## What is needed:
Return every line from the records below in which the word "SyncResult" is found.

*** Data supplied

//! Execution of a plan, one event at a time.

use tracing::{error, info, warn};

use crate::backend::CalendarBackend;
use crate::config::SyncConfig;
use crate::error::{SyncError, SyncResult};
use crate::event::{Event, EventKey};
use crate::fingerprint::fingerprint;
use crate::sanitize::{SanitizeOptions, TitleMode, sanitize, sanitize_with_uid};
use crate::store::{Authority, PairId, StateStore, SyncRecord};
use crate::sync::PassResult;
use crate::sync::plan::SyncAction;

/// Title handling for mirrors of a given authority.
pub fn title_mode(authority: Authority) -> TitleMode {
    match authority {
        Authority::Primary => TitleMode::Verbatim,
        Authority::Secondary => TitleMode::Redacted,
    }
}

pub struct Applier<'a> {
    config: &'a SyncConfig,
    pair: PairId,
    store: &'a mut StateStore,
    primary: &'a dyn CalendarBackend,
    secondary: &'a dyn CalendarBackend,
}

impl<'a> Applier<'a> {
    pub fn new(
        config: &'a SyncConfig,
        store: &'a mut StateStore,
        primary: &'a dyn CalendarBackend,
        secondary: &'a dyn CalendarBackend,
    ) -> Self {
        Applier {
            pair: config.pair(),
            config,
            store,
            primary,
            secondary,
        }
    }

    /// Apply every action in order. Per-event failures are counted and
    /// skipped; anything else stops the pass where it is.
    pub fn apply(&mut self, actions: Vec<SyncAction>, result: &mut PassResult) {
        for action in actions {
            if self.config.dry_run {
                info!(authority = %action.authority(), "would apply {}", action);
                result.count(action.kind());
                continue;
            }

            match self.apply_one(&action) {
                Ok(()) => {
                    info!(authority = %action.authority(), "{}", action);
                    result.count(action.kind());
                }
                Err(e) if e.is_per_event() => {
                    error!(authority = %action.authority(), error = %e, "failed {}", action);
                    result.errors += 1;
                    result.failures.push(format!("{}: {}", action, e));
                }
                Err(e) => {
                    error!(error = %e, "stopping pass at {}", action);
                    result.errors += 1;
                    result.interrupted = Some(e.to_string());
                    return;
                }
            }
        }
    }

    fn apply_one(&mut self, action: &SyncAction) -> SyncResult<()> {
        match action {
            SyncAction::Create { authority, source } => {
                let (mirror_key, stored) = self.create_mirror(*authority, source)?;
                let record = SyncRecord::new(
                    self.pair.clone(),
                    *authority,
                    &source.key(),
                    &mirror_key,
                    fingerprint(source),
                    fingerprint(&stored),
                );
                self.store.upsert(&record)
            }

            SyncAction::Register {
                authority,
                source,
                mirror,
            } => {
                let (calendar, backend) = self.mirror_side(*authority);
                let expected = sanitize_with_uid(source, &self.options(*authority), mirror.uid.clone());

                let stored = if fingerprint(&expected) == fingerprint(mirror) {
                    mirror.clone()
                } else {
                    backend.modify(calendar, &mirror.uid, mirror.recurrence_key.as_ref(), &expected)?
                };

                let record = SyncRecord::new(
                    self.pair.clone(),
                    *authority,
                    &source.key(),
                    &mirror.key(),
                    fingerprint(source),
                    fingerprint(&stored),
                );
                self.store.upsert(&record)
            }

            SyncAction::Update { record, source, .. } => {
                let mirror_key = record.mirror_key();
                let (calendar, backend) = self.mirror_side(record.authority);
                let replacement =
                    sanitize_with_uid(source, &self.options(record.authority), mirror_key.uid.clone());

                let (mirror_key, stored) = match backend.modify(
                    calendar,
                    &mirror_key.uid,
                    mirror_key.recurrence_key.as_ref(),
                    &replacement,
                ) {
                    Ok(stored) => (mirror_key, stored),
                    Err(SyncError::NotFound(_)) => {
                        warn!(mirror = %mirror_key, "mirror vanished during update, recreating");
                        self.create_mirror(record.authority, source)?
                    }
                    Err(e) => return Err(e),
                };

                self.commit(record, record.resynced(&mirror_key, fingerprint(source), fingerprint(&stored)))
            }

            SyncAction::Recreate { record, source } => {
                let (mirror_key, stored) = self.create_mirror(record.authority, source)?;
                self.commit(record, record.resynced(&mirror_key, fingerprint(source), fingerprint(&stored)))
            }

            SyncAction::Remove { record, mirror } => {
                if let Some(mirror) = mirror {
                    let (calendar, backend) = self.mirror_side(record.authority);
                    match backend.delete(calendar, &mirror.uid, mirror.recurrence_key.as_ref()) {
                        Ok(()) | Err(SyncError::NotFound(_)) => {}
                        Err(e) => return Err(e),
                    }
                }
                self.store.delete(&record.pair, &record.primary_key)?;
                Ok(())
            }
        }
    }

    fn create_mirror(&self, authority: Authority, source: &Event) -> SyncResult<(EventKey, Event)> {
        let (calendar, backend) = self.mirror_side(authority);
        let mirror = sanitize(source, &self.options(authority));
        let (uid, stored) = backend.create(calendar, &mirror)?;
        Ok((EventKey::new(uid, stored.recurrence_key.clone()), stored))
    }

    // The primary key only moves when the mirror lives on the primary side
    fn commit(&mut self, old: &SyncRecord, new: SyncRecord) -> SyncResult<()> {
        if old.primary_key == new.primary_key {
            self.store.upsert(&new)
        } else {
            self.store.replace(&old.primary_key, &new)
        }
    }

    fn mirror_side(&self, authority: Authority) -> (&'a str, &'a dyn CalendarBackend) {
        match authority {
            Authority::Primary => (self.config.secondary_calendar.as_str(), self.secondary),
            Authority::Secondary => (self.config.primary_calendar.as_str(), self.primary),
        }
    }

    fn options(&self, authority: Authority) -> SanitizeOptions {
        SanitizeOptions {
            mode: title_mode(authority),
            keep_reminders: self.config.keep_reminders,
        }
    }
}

******
*** Data supplied

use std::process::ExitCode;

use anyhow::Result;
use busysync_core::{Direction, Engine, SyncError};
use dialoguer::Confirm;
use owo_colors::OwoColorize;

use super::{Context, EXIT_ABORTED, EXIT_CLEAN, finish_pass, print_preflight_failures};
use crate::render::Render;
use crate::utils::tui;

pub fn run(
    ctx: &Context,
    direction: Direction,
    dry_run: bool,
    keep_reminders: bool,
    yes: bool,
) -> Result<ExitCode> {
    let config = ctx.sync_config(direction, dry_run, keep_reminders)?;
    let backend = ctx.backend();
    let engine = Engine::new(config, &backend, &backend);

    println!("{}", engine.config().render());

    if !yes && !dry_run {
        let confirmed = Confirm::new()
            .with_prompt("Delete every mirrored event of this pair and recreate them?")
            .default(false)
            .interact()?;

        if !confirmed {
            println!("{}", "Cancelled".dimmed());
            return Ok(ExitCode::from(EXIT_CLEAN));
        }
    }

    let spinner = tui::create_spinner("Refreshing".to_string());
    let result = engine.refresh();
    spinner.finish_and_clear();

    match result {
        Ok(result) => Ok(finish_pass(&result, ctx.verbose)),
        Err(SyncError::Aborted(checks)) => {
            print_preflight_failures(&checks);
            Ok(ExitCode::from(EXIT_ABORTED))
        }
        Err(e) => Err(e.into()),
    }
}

******

## Answer to this problem:
use crate::error::{SyncError, SyncResult};
    fn apply_one(&mut self, action: &SyncAction) -> SyncResult<()> {
    fn create_mirror(&self, authority: Authority, source: &Event) -> SyncResult<(EventKey, Event)> {
    fn commit(&mut self, old: &SyncRecord, new: SyncRecord) -> SyncResult<()> {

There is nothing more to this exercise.